“Tu victoria ya fue ordenada”

2 Corintios 4: 6: “Porque Dios, que mandó que de las tinieblas resplandeciese la luz, es el que resplandeció en nuestros corazones, para iluminación del conocimiento de la gloria de Dios en la faz de Jesucristo.”

La Biblia muestra que la aparición de la luz en las tinieblas ha sido una orden de Dios; al principio la tierra estaba vacía, desordenada y en tinieblas, ausente de un orden y de luz, pero Dios trajo la solución a través de una orden. La Palabra de Dios es la que trae la solución a cualquier situación, el orden siempre vendrá por la Palabra o el mandato de Dios, así Él creó la tierra y todo lo que vemos en ella, por medio de órdenes. Las órdenes de Dios están llenas de su presencia y son ellas las que disiparán las tinieblas. Cualquier situación que estés atravesando, en la que solo ves tinieblas y sientes que nada tiene sentido, podrá ser solucionada a través de Jesucristo en tu vida, solo debes conseguir que Dios de una orden y Él ya la dio, ya emitió un mandato para que en tu vida haya luz, eso es el evangelio. Tu victoria ya fue ordenada, Dios habló y lo que Él dice se cumple.

 Lo único que trae solución a una situación adversa en tu vida no es un plan humano, es la Palabra de Dios, y si tienes la fe para apropiarte de ella lo que estás viviendo va a cambiar, y no será por estrategias o palabras positivas, es porque Dios ya lo ordenó. La Palabra de Dios se hizo carne y habitó entre nosotros y vimos su gloria; cada vez que hagas que la Palabra de Dios se haga vida, se haga carne en tu vida, verás su gloria. ¡Jesús hoy es la garantía de tu victoria! Cuando Jesús entra a tu vida, enfermedades, pobreza y todo lo que no es de Dios se tiene que ir, porque llegó la luz; las tinieblas nunca podrán apagar la luz, no te dejes convencer de lo contario, no creas que esa tiniebla que hay en tu vida es para siempre, no estás destinado a la derrota o al fracaso, porque en ti hay una luz que no se puede apagar, y esa es la luz de Jesús.

Hay situaciones que te quieren hacer creer que Jesús en tu vida está derrotado, pero recuerda que cuando Él atravesó el proceso de crucifixión parecía derrotado, pero al tercer día lo que parecía una derrota fue la mayor victoria, por la que hoy puedes gozar de vida eterna. No importa lo que el enemigo este haciendo en tu vida, llega un día en el que la luz de Jesús resplandece en ti y ves su gloria; Dios hará que lo que ahora parece una derrota se convierta en una victoria y que su gloria sea visible para ti y quienes te rodean.

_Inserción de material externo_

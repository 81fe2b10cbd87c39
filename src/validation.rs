use crate::store::RosterError;

pub fn validate_required_text(field: &'static str, value: &str) -> Result<(), RosterError> {
    if value.trim().is_empty() {
        Err(RosterError::Validation(format!("{field} is required")))
    } else {
        Ok(())
    }
}
use std::sync::Arc;

use uuid::Uuid;

use crate::auth::{Identity, ensure_role};
use crate::models::{CreateUser, Role, Statistics, UserCounts, UserSummary};
use crate::store::{MemoryStore, RosterError};
use crate::validation::validate_required_text;

const LIST_LIMIT: usize = 200;

/// Admin-facing user directory. Entries mirror the identity provider's
/// accounts; credentials are never handled here.
pub struct Directory {
    store: Arc<MemoryStore>,
}

impl Directory {
    pub fn new(store: Arc<MemoryStore>) -> Self {
        Self { store }
    }

    pub async fn list(
        &self,
        identity: &Identity,
        query: Option<&str>,
    ) -> Result<Vec<UserSummary>, RosterError> {
        ensure_role(identity, Role::Admin)?;
        let query = query.map(str::trim).filter(|q| !q.is_empty());
        Ok(self
            .store
            .list_users(query, LIST_LIMIT)
            .await
            .iter()
            .map(UserSummary::from)
            .collect())
    }

    pub async fn create(
        &self,
        identity: &Identity,
        req: CreateUser,
    ) -> Result<UserSummary, RosterError> {
        ensure_role(identity, Role::Admin)?;
        validate_required_text("name", &req.name)?;
        validate_required_text("email", &req.email)?;
        let user = self.store.create_user(req.name, req.email, req.role).await?;
        Ok(UserSummary::from(&user))
    }

    pub async fn delete(&self, identity: &Identity, id: Uuid) -> Result<(), RosterError> {
        ensure_role(identity, Role::Admin)?;
        if id == identity.user_id {
            return Err(RosterError::Validation("cannot delete yourself".into()));
        }
        if self.store.delete_user(id).await {
            Ok(())
        } else {
            Err(RosterError::NotFound("user"))
        }
    }

    pub async fn statistics(&self, identity: &Identity) -> Result<Statistics, RosterError> {
        ensure_role(identity, Role::Admin)?;
        let users = self.store.list_users(None, usize::MAX).await;
        let count = |role: Role| users.iter().filter(|u| u.role == role).count();
        Ok(Statistics {
            users: UserCounts {
                total: users.len(),
                admins: count(Role::Admin),
                trainers: count(Role::Trainer),
                players: count(Role::Player),
            },
            trainings: self.store.count_trainings().await,
            registrations: self.store.count_registrations().await,
        })
    }
}
use config::{Config, ConfigError, Environment};
use serde::{Deserialize, Serialize};
use url::Url;

#[derive(Clone, Debug, Serialize, Deserialize)]
pub struct Settings {
    pub debug: bool,
    pub auth_token: String,
    pub enable_swagger: bool,
    pub port: u16,
    /// Base URL of the notification webhook. When unset, cancellation
    /// notices are logged and dropped instead of delivered.
    pub notifier_base_url: Option<Url>,
}

impl Settings {
    pub fn from_env() -> Result<Self, ConfigError> {
        let _ = dotenvy::dotenv();

        let config = Config::builder()
            // Load from environment variables with APP_ prefix
            .add_source(Environment::with_prefix("APP"))
            .set_default("debug", false)?
            .set_default("auth_token", "default-token-change-me")?
            .set_default("enable_swagger", true)?
            .set_default("port", 8080)?
            .build()?;

        config.try_deserialize()
    }
}
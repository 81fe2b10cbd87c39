use std::str::FromStr;

use chrono::{DateTime, Utc};
use serde::{Deserialize, Serialize};
use utoipa::ToSchema;
use uuid::Uuid;

#[derive(Debug, Clone, Copy, PartialEq, Eq, Hash, Serialize, Deserialize, ToSchema)]
#[serde(rename_all = "lowercase")]
pub enum Role {
    Admin,
    Trainer,
    Player,
}

impl Role {
    pub fn as_str(&self) -> &'static str {
        match self {
            Role::Admin => "admin",
            Role::Trainer => "trainer",
            Role::Player => "player",
        }
    }
}

impl FromStr for Role {
    type Err = ();

    fn from_str(s: &str) -> Result<Self, Self::Err> {
        match s {
            "admin" => Ok(Role::Admin),
            "trainer" => Ok(Role::Trainer),
            "player" => Ok(Role::Player),
            _ => Err(()),
        }
    }
}

#[derive(Debug, Clone, Copy, Default, PartialEq, Eq, Serialize, Deserialize, ToSchema)]
#[serde(rename_all = "lowercase")]
pub enum TrainingStatus {
    #[default]
    Active,
    Postponed,
    Cancelled,
}

#[derive(Debug, Clone, Copy, PartialEq, Eq, Serialize, Deserialize, ToSchema)]
#[serde(rename_all = "lowercase")]
pub enum InjuryStatus {
    Active,
    Resolved,
}

/// Directory entry mirrored from the identity provider. Credentials
/// never reach this service.
#[derive(Debug, Clone, Serialize, ToSchema)]
pub struct User {
    pub id: Uuid,
    pub name: String,
    pub email: String,
    pub role: Role,
    pub created_at: DateTime<Utc>,
    pub updated_at: DateTime<Utc>,
}

/// One scheduled session, owned by the trainer who created it.
///
/// `attendees` is the pre-session roster (players who registered),
/// `attendance` the post-session record of who actually showed up.
/// Neither list may hold duplicate ids.
#[derive(Debug, Clone, Serialize, ToSchema)]
pub struct Training {
    pub id: Uuid,
    pub date_time: DateTime<Utc>,
    pub location: String,
    pub description: Option<String>,
    pub notes: Option<String>,
    pub status: TrainingStatus,
    pub postponed_date: Option<DateTime<Utc>>,
    pub trainer_id: Uuid,
    pub attendees: Vec<Uuid>,
    pub attendance: Vec<Uuid>,
    pub created_at: DateTime<Utc>,
    pub updated_at: DateTime<Utc>,
}

impl Training {
    pub fn is_attendee(&self, player_id: Uuid) -> bool {
        self.attendees.contains(&player_id)
    }

    /// The instant the session will actually take place: the new date
    /// when postponed with one set, the original date otherwise.
    pub fn target_date(&self) -> DateTime<Utc> {
        match self.status {
            TrainingStatus::Postponed => self.postponed_date.unwrap_or(self.date_time),
            _ => self.date_time,
        }
    }
}

#[derive(Debug, Clone, Serialize, ToSchema)]
pub struct Injury {
    pub id: Uuid,
    pub training_id: Uuid,
    pub player_id: Uuid,
    pub description: String,
    pub date: DateTime<Utc>,
    pub status: InjuryStatus,
    pub resolved_date: Option<DateTime<Utc>>,
    pub created_at: DateTime<Utc>,
    pub updated_at: DateTime<Utc>,
}

// --- request payloads ---

#[derive(Debug, Clone, Deserialize, ToSchema)]
pub struct CreateTraining {
    pub date_time: DateTime<Utc>,
    pub location: String,
    pub description: Option<String>,
    pub notes: Option<String>,
    #[serde(default)]
    pub status: Option<TrainingStatus>,
}

/// Partial edit; absent fields are left untouched. The optional fields
/// (`description`, `notes`, `postponed_date`) distinguish "absent"
/// from an explicit `null` that clears them.
#[derive(Debug, Clone, Default, Deserialize, ToSchema)]
pub struct EditTraining {
    pub date_time: Option<DateTime<Utc>>,
    pub location: Option<String>,
    #[serde(default, with = "double_option")]
    #[schema(value_type = Option<String>)]
    pub description: Option<Option<String>>,
    #[serde(default, with = "double_option")]
    #[schema(value_type = Option<String>)]
    pub notes: Option<Option<String>>,
    pub status: Option<TrainingStatus>,
    #[serde(default, with = "double_option")]
    #[schema(value_type = Option<DateTime<Utc>>)]
    pub postponed_date: Option<Option<DateTime<Utc>>>,
}

mod double_option {
    use serde::{Deserialize, Deserializer};

    pub fn deserialize<'de, D, T>(deserializer: D) -> Result<Option<Option<T>>, D::Error>
    where
        D: Deserializer<'de>,
        T: Deserialize<'de>,
    {
        Option::<T>::deserialize(deserializer).map(Some)
    }
}

#[derive(Debug, Clone, Deserialize, ToSchema)]
pub struct AttendanceSheet {
    pub player_ids: Vec<Uuid>,
}

#[derive(Debug, Clone, Deserialize, ToSchema)]
pub struct RecordInjury {
    pub training_id: Uuid,
    pub player_id: Uuid,
    pub description: String,
    pub date: Option<DateTime<Utc>>,
}

#[derive(Debug, Clone, Deserialize, ToSchema)]
pub struct UpdateInjury {
    pub status: InjuryStatus,
}

#[derive(Debug, Clone, Deserialize, ToSchema)]
pub struct CreateUser {
    pub name: String,
    pub email: String,
    pub role: Role,
}

// --- response projections ---

/// Trainer-facing row in the training list.
#[derive(Debug, Clone, Serialize, ToSchema)]
pub struct TrainingSummary {
    pub id: Uuid,
    pub date_time: DateTime<Utc>,
    pub postponed_date: Option<DateTime<Utc>>,
    pub location: String,
    pub description: Option<String>,
    pub notes: Option<String>,
    pub status: TrainingStatus,
    pub attendees_count: usize,
    pub attendance_count: usize,
    pub is_past: bool,
}

/// Player-facing row: upcoming sessions open for registration.
#[derive(Debug, Clone, Serialize, ToSchema)]
pub struct UpcomingTraining {
    pub id: Uuid,
    pub date_time: DateTime<Utc>,
    pub postponed_date: Option<DateTime<Utc>>,
    pub location: String,
    pub description: Option<String>,
    pub status: TrainingStatus,
    pub trainer_name: String,
    pub is_registered: bool,
}

#[derive(Debug, Clone, Serialize, ToSchema)]
pub struct HistoryEntry {
    pub id: Uuid,
    pub date_time: DateTime<Utc>,
    pub location: String,
    pub description: Option<String>,
    pub trainer_name: String,
    pub was_registered: bool,
    pub attended: bool,
}

#[derive(Debug, Clone, Serialize, ToSchema)]
pub struct UserRef {
    pub id: Uuid,
    pub name: String,
    pub email: String,
}

#[derive(Debug, Clone, Serialize, ToSchema)]
pub struct TrainingDetail {
    pub id: Uuid,
    pub date_time: DateTime<Utc>,
    pub postponed_date: Option<DateTime<Utc>>,
    pub location: String,
    pub description: Option<String>,
    pub notes: Option<String>,
    pub status: TrainingStatus,
    pub trainer_name: String,
    pub attendees: Vec<UserRef>,
    pub attendance: Vec<UserRef>,
}

/// Shape returned from create/edit.
#[derive(Debug, Clone, Serialize, ToSchema)]
pub struct TrainingView {
    pub id: Uuid,
    pub date_time: DateTime<Utc>,
    pub postponed_date: Option<DateTime<Utc>>,
    pub location: String,
    pub description: Option<String>,
    pub notes: Option<String>,
    pub status: TrainingStatus,
}

impl From<&Training> for TrainingView {
    fn from(t: &Training) -> Self {
        Self {
            id: t.id,
            date_time: t.date_time,
            postponed_date: t.postponed_date,
            location: t.location.clone(),
            description: t.description.clone(),
            notes: t.notes.clone(),
            status: t.status,
        }
    }
}

#[derive(Debug, Clone, Serialize, ToSchema)]
pub struct AttendanceRecorded {
    pub message: String,
    pub attendance: Vec<Uuid>,
}

/// Injury enriched with the player and training it refers to.
#[derive(Debug, Clone, Serialize, ToSchema)]
pub struct InjuryView {
    pub id: Uuid,
    pub training_id: Uuid,
    pub training_date: DateTime<Utc>,
    pub training_location: String,
    pub player_id: Uuid,
    pub player_name: String,
    pub description: String,
    pub date: DateTime<Utc>,
    pub status: InjuryStatus,
    pub resolved_date: Option<DateTime<Utc>>,
}

#[derive(Debug, Clone, Serialize, ToSchema)]
pub struct UserSummary {
    pub id: Uuid,
    pub name: String,
    pub email: String,
    pub role: Role,
}

impl From<&User> for UserSummary {
    fn from(u: &User) -> Self {
        Self {
            id: u.id,
            name: u.name.clone(),
            email: u.email.clone(),
            role: u.role,
        }
    }
}

#[derive(Debug, Clone, Serialize, ToSchema)]
pub struct UserCounts {
    pub total: usize,
    pub admins: usize,
    pub trainers: usize,
    pub players: usize,
}

#[derive(Debug, Clone, Serialize, ToSchema)]
pub struct Statistics {
    pub users: UserCounts,
    pub trainings: usize,
    pub registrations: usize,
}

No hay otra manera de vencer las dificultades que viendo a Jesús. Muchas veces en medio de los momentos difíciles solo ves cuanto te afecta o duele esa situación, y crees que Dios te ha dejado y comienzas a hacer las cosas por ti mismo, aunque sabes que Jesús es la garantía de tu victoria; y no se debe actuar como niño, no puedes molestarte con Dios porque no haga lo que esperas, que las circunstancias no te lleven a estar molesto con Él. Hoy vuelve a un encuentro con Dios, reconcíliate con Él, no pongas tu mirada en las cosas de este mundo sino en la gracia del Señor Jesucristo.

2 Corintios 5:20: “Así que, somos embajadores en nombre de Cristo, como si Dios rogase por medio de nosotros; os rogamos en nombre de Cristo: Reconciliaos con Dios.”